Dengan demikian, hal tersebut akan membutuhkan waktu yang semakin panjang karena menghapus kebiasaan yang diciptakan kalangan pemilik kepentingan politik itu memang selalu menggiurkan. Karena jika ada yang masih berpendapat secara apriori, bahwa pilkades ini masih diwarnai dengan bagi-bagi uang, hal tersebut tidak salah faktanya memang demikian.

Akan tetapi sistemkah yang salah?
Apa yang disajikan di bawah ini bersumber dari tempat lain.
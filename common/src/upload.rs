//! アップロード面（ドラッグ&ドロップ / ファイル選択）
//!
//! ドラッグ状態は表示用のみで、検証結果には影響しない。

use crate::error::{Error, Result};
use crate::media::{FileCandidate, Flow, UploadedFile};

#[derive(Debug, Clone)]
pub struct UploadSurface {
    flow: Flow,
    is_dragging: bool,
}

impl UploadSurface {
    pub fn new(flow: Flow) -> Self {
        Self { flow, is_dragging: false }
    }

    pub fn flow(&self) -> Flow {
        self.flow
    }

    pub fn is_dragging(&self) -> bool {
        self.is_dragging
    }

    pub fn drag_enter(&mut self) {
        self.is_dragging = true;
    }

    pub fn drag_over(&mut self) {}

    pub fn drag_leave(&mut self) {
        self.is_dragging = false;
    }

    /// ドロップされたファイルのうち先頭のみ受け付ける。空のドロップは無視（None）
    pub fn drop_files(&mut self, files: Vec<FileCandidate>) -> Option<Result<UploadedFile>> {
        self.is_dragging = false;
        files.into_iter().next().map(|file| self.validate(file))
    }

    /// ファイル選択ダイアログから
    pub fn pick(&self, file: FileCandidate) -> Result<UploadedFile> {
        self.validate(file)
    }

    fn validate(&self, file: FileCandidate) -> Result<UploadedFile> {
        match file.media_type() {
            Some(media_type) if self.flow.accepts(media_type) => Ok(UploadedFile {
                name: file.name,
                media_type,
                bytes: file.bytes,
            }),
            _ => Err(Error::UnsupportedMediaType {
                media_type: file.declared_label(),
                file_name: file.name,
                accepted: self.flow.accepted_label(),
            }),
        }
    }
}
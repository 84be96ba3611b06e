//! ワークフロー状態機械
//!
//! ```text
//! Idle ──select──▶ FileSelected ──submit──▶ Submitting ──complete──▶ Completed
//!                    ▲    │                      │
//!                    └────┘ select               └──fail──▶ Failed ──select──▶ FileSelected
//! (any) ──reset──▶ Idle
//! ```
//!
//! 状態遷移はすべて [`transition`] を通す。

use serde::{Deserialize, Serialize};

use crate::error::{Error, Result};

/// ワークフローの状態（1インスタンスにつき常に1つ）
#[derive(Debug, Clone, Copy, PartialEq, Eq, Default, Serialize, Deserialize)]
#[serde(rename_all = "snake_case")]
pub enum WorkflowState {
    #[default]
    Idle,
    FileSelected,
    Submitting,
    Completed,
    Failed,
}

impl WorkflowState {
    pub fn as_str(&self) -> &'static str {
        match self {
            WorkflowState::Idle => "idle",
            WorkflowState::FileSelected => "file-selected",
            WorkflowState::Submitting => "submitting",
            WorkflowState::Completed => "completed",
            WorkflowState::Failed => "failed",
        }
    }

    pub fn can_submit(&self) -> bool {
        transition(*self, WorkflowAction::Submit).is_ok()
    }
}

impl std::fmt::Display for WorkflowState {
    fn fmt(&self, f: &mut std::fmt::Formatter<'_>) -> std::fmt::Result {
        f.write_str(self.as_str())
    }
}

/// 状態遷移を起こす操作
#[derive(Debug, Clone, Copy, PartialEq, Eq, Serialize, Deserialize)]
#[serde(rename_all = "snake_case")]
pub enum WorkflowAction {
    Select,
    Submit,
    Complete,
    Fail,
    Reset,
}

impl WorkflowAction {
    pub fn as_str(&self) -> &'static str {
        match self {
            WorkflowAction::Select => "select a file",
            WorkflowAction::Submit => "submit",
            WorkflowAction::Complete => "complete",
            WorkflowAction::Fail => "fail",
            WorkflowAction::Reset => "reset",
        }
    }
}

impl std::fmt::Display for WorkflowAction {
    fn fmt(&self, f: &mut std::fmt::Formatter<'_>) -> std::fmt::Result {
        f.write_str(self.as_str())
    }
}

/// 遷移先の状態を返す。許可されない遷移は `Error::InvalidTransition`
pub fn transition(state: WorkflowState, action: WorkflowAction) -> Result<WorkflowState> {
    use WorkflowAction as A;
    use WorkflowState as S;

    let next = match (state, action) {
        (_, A::Reset) => S::Idle,
        (S::Idle | S::FileSelected | S::Failed, A::Select) => S::FileSelected,
        (S::FileSelected, A::Submit) => S::Submitting,
        (S::Submitting, A::Complete) => S::Completed,
        (S::Submitting, A::Fail) => S::Failed,
        _ => return Err(Error::InvalidTransition { state, action }),
    };

    Ok(next)
}
//! 端末表示（進捗バーと結果）

use indicatif::{ProgressBar, ProgressStyle};
use tokio::sync::watch;
use tokio::task::JoinHandle;
use xray_ai_common::{AnalysisOutcome, DetectionView, ProgressSnapshot, ReportView};

/// 進捗スナップショットを indicatif のバーに反映する
pub struct ProgressDisplay {
    bar: ProgressBar,
    task: JoinHandle<()>,
}

impl ProgressDisplay {
    pub fn attach(mut rx: watch::Receiver<ProgressSnapshot>) -> Self {
        let bar = ProgressBar::new(100);
        let style = ProgressStyle::with_template("  {bar:40.cyan/blue} {pos:>3}% {msg}")
            .unwrap_or_else(|_| ProgressStyle::default_bar())
            .progress_chars("█▓░");
        bar.set_style(style);
        apply(&bar, &rx.borrow_and_update());

        let task_bar = bar.clone();
        let task = tokio::spawn(async move {
            while rx.changed().await.is_ok() {
                let snapshot = rx.borrow_and_update().clone();
                apply(&task_bar, &snapshot);
            }
        });

        Self { bar, task }
    }

    /// 成功時はバーを残し、失敗・中断時は消す
    pub fn finish(self, keep: bool) {
        self.task.abort();
        if keep {
            self.bar.finish();
        } else {
            self.bar.finish_and_clear();
        }
    }
}

fn apply(bar: &ProgressBar, snapshot: &ProgressSnapshot) {
    bar.set_position(u64::from(snapshot.percent));
    bar.set_message(snapshot.message.clone());
}

/// 解析結果を端末向けテキストに整形
pub fn render_outcome(outcome: &AnalysisOutcome, base_url: &str, original: &str) -> String {
    match outcome {
        AnalysisOutcome::Detection(result) => {
            DetectionView::build(result, base_url, original).to_string()
        }
        AnalysisOutcome::Report(result) => ReportView::build(result).to_string(),
    }
}
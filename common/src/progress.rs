//! 疑似進捗ステージと結果表示ポリシー
//!
//! 進捗はサーバーの実際の処理状況とは無関係で、一定間隔で
//! 固定のステージを進めるだけの表示用シミュレーション。

use serde::Serialize;
use std::time::Duration;

use crate::media::Flow;

/// 進捗ステージ（割合, メッセージ）
#[derive(Debug, Clone, Copy, PartialEq, Eq)]
pub struct ProgressStage {
    pub percent: u8,
    pub message: &'static str,
}

const fn stage(percent: u8, message: &'static str) -> ProgressStage {
    ProgressStage { percent, message }
}

const DETECTION_STAGES: &[ProgressStage] = &[
    stage(20, "Uploading X-ray image..."),
    stage(40, "Processing image analysis..."),
    stage(60, "Identifying fracture patterns..."),
    stage(80, "Generating visualization..."),
    stage(100, "Finalizing report..."),
];

const REPORT_STAGES: &[ProgressStage] = &[
    stage(20, "Uploading document..."),
    stage(40, "Extracting text from document..."),
    stage(60, "Reading test parameters..."),
    stage(80, "Writing simplified explanation..."),
    stage(100, "Finalizing analysis..."),
];

/// ステージ切り替え間隔のデフォルト
pub const DEFAULT_STAGE_INTERVAL: Duration = Duration::from_secs(2);

/// フローごとのステージ表
pub fn stages_for(flow: Flow) -> &'static [ProgressStage] {
    match flow {
        Flow::Detection => DETECTION_STAGES,
        Flow::Report => REPORT_STAGES,
    }
}

/// 購読者に配信される進捗スナップショット
#[derive(Debug, Clone, PartialEq, Eq, Default, Serialize)]
pub struct ProgressSnapshot {
    pub percent: u8,
    pub message: String,
}

impl ProgressSnapshot {
    /// 待機中（リセット直後）
    pub fn idle() -> Self {
        Self::default()
    }

    /// 送信開始直後
    pub fn starting() -> Self {
        Self {
            percent: 0,
            message: "Uploading...".to_string(),
        }
    }

    pub fn is_idle(&self) -> bool {
        self.percent == 0 && self.message.is_empty()
    }
}

impl From<&ProgressStage> for ProgressSnapshot {
    fn from(stage: &ProgressStage) -> Self {
        Self {
            percent: stage.percent,
            message: stage.message.to_string(),
        }
    }
}

/// 結果をいつ表示するか
///
/// 「タイマー完了」と「データ到着」の結合を明示的なポリシーとして扱う。
#[derive(Debug, Clone, Copy, PartialEq, Eq)]
pub enum RevealPolicy {
    /// データ到着と同時に表示
    OnData,
    /// 送信開始から最低この時間は進捗を表示してから結果を出す
    MinimumDisplay(Duration),
}

impl RevealPolicy {
    /// 全ステージ + 1間隔分（元のUIと同じ 5×2秒+2秒 = 12秒）
    pub fn full_presentation(stage_count: usize, interval: Duration) -> Self {
        let steps = u32::try_from(stage_count).unwrap_or(u32::MAX).saturating_add(1);
        RevealPolicy::MinimumDisplay(interval.saturating_mul(steps))
    }

    /// 送信開始からの経過時間に対し、あとどれだけ待つか
    pub fn remaining(&self, elapsed: Duration) -> Duration {
        match self {
            RevealPolicy::OnData => Duration::ZERO,
            RevealPolicy::MinimumDisplay(minimum) => minimum.saturating_sub(elapsed),
        }
    }
}

impl Default for RevealPolicy {
    fn default() -> Self {
        Self::full_presentation(DETECTION_STAGES.len(), DEFAULT_STAGE_INTERVAL)
    }
}

#[cfg(test)]
mod tests {
    use super::*;

    #[test]
    fn test_stages_are_ordered_and_end_at_100() {
        for flow in [Flow::Detection, Flow::Report] {
            let stages = stages_for(flow);
            assert_eq!(stages.len(), 5);
            assert!(stages.windows(2).all(|w| w[0].percent < w[1].percent));
            assert_eq!(stages.last().map(|s| s.percent), Some(100));
        }
    }

    #[test]
    fn test_default_policy_is_twelve_seconds() {
        assert_eq!(
            RevealPolicy::default(),
            RevealPolicy::MinimumDisplay(Duration::from_secs(12))
        );
    }

    #[test]
    fn test_remaining_saturates() {
        let policy = RevealPolicy::MinimumDisplay(Duration::from_secs(12));
        assert_eq!(policy.remaining(Duration::from_secs(3)), Duration::from_secs(9));
        assert_eq!(policy.remaining(Duration::from_secs(30)), Duration::ZERO);
        assert_eq!(RevealPolicy::OnData.remaining(Duration::ZERO), Duration::ZERO);
    }

    #[test]
    fn test_snapshot_from_stage() {
        let snapshot = ProgressSnapshot::from(&stages_for(Flow::Detection)[2]);
        assert_eq!(snapshot.percent, 60);
        assert_eq!(snapshot.message, "Identifying fracture patterns...");
        assert!(ProgressSnapshot::idle().is_idle());
        assert!(!ProgressSnapshot::starting().is_idle());
    }
}
pub mod api;
pub mod cli;
pub mod config;
pub mod display;
pub mod error;
pub mod export;
pub mod logging;
pub mod scanner;
pub mod workflow;
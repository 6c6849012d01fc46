//! Simulate command implementation.
//!
//! Runs two sessions, "alice" and "bob", against one in-process server.
//! Both talk CBOR over a loopback HTTP client, so the full wire path is
//! exercised without a socket.

use clap::ValueEnum;
use quotesync_engine::{
    HttpGateway, LoopbackClient, LoopbackServer, MemoryStorage, SessionBus, SyncConfig,
    SyncCoordinator, SyncObserver, SyncStatus,
};
use quotesync_protocol::{ConflictInfo, Payload, QuotationDocument, ResolutionStrategy};
use quotesync_server::{QuotationServer, ServerConfig};
use serde_json::{json, Value};
use std::sync::Arc;

/// A scripted scenario.
#[derive(Debug, Clone, Copy, PartialEq, Eq, ValueEnum)]
pub enum Scenario {
    /// Both sessions edit the same field.
    Conflict,
    /// The sessions edit different fields.
    FastForward,
    /// One session edits while disconnected.
    Offline,
}

struct ServerHandle(Arc<QuotationServer>);

impl LoopbackServer for ServerHandle {
    fn handle_post(&self, path: &str, body: &[u8]) -> (u16, Vec<u8>) {
        self.0.handle_post(path, body)
    }
}

type Session = SyncCoordinator<HttpGateway<LoopbackClient<ServerHandle>>, MemoryStorage>;

/// Prints every callback with the session's name.
struct Printer {
    name: &'static str,
}

impl SyncObserver for Printer {
    fn on_conflict(&self, conflict: &ConflictInfo) {
        let fields: Vec<&str> = conflict
            .conflicting_fields
            .iter()
            .map(String::as_str)
            .collect();
        println!(
            "[{}] conflict with server v{} on {}",
            self.name,
            conflict.server_version,
            fields.join(", ")
        );
    }

    fn on_remote_update(&self, document: &QuotationDocument) {
        println!("[{}] pulled remote update v{}", self.name, document.version);
    }

    fn on_status_change(&self, status: SyncStatus) {
        println!("[{}] status -> {}", self.name, status);
    }
}

fn session(name: &'static str, server: &Arc<QuotationServer>, bus: &Arc<SessionBus>) -> Session {
    let client = LoopbackClient::new(ServerHandle(Arc::clone(server)));
    let gateway = HttpGateway::new("http://quotesync.local", client);
    SyncCoordinator::new(SyncConfig::interactive(), gateway, MemoryStorage::new())
        .with_bus(Arc::clone(bus))
        .with_observer(Arc::new(Printer { name }))
}

fn patch(value: Value) -> Result<Payload, Box<dyn std::error::Error>> {
    Payload::from_json(value).ok_or_else(|| "patch must be a JSON object".into())
}

/// Runs the simulate command.
pub fn run(
    scenario: Scenario,
    strategy: ResolutionStrategy,
) -> Result<(), Box<dyn std::error::Error>> {
    let runtime = tokio::runtime::Builder::new_current_thread()
        .enable_time()
        .build()?;
    runtime.block_on(simulate(scenario, strategy))
}

async fn simulate(
    scenario: Scenario,
    strategy: ResolutionStrategy,
) -> Result<(), Box<dyn std::error::Error>> {
    tracing::debug!(?scenario, %strategy, "starting simulation");
    let server = Arc::new(QuotationServer::new(ServerConfig::default()));
    let seeded = server.create_document(patch(json!({
        "customer": "Acme Corp",
        "currency": "EUR",
        "price": 100,
        "discount": 0,
        "notes": ""
    }))?);
    let bus = Arc::new(SessionBus::new());

    let alice = session("alice", &server, &bus);
    let bob = session("bob", &server, &bus);
    alice.open(seeded.id).await?;
    bob.open(seeded.id).await?;
    println!("Both sessions opened {} at v{}", seeded.id, seeded.version);

    match scenario {
        Scenario::Conflict => {
            bob.mutate(&patch(json!({"price": 120}))?)?;
            println!("[bob] push: {:?}", bob.force_push().await?);
            alice.mutate(&patch(json!({"price": 110}))?)?;
            println!("[alice] push: {:?}", alice.force_push().await?);
            println!("[alice] resolve {}: {:?}", strategy, alice.resolve(strategy).await?);
        }
        Scenario::FastForward => {
            bob.mutate(&patch(json!({"price": 120}))?)?;
            println!("[bob] push: {:?}", bob.force_push().await?);
            alice.mutate(&patch(json!({"discount": 10}))?)?;
            println!("[alice] push: {:?}", alice.force_push().await?);
        }
        Scenario::Offline => {
            alice.gateway().client().set_reachable(false);
            println!("[alice] reachability: {:?}", alice.set_reachability(false).await?);
            alice.mutate(&patch(json!({"notes": "call back Monday"}))?)?;
            bob.mutate(&patch(json!({"price": 120}))?)?;
            println!("[bob] push: {:?}", bob.force_push().await?);
            alice.gateway().client().set_reachable(true);
            println!("[alice] reachability: {:?}", alice.set_reachability(true).await?);
        }
    }

    match server.document(&seeded.id) {
        Some(doc) => println!(
            "Server holds v{}: {}",
            doc.version,
            serde_json::to_string(&doc.payload.to_json())?
        ),
        None => println!("Server lost the document"),
    }
    for (name, session) in [("alice", &alice), ("bob", &bob)] {
        let stats = session.stats();
        println!(
            "[{}] status {} | accepted {} rejected {} fast-forwards {} conflicts {}",
            name,
            session.status(),
            stats.pushes_accepted,
            stats.pushes_rejected,
            stats.fast_forwards,
            stats.conflicts_detected
        );
    }

    alice.close();
    bob.close();
    Ok(())
}

#[cfg(test)]
mod tests {
    use super::*;

    #[test]
    fn every_scenario_runs() {
        for scenario in [Scenario::Conflict, Scenario::FastForward, Scenario::Offline] {
            run(scenario, ResolutionStrategy::Merge).unwrap();
        }
    }

    #[test]
    fn conflict_scenario_runs_with_cancel() {
        run(Scenario::Conflict, ResolutionStrategy::Cancel).unwrap();
    }
}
Tentu tidak, karena sistem pilkades tidak ada bunyi aturan yang menyebutkan para calon harus membagi-bagikan uang maupun barang kepada pemilih agar bersedia menjadi pendukungnya, sehingga dalam hal ini masyarakat lebih cenderung dalam posisi pasif menunggu, kalau ada pihak-pihak yang datang membeli.

Semisal, di tiga desa itu ada tiga calon yang masing-masing berpegang teguh pada kejujuran, tidak akan membagikan sepeser pun uang kepada pemilih. demokrasi warga tetap tidak akan mati. Sebab, itu ada pada nurani masyarakat atas rasa tanggung jawab dalam memilih pemimpin kelompoknya sehingga yang jumlah menurun drastis, adalah pemilih yang biasa mendapatkan imbalan sejumlah uang dari calon.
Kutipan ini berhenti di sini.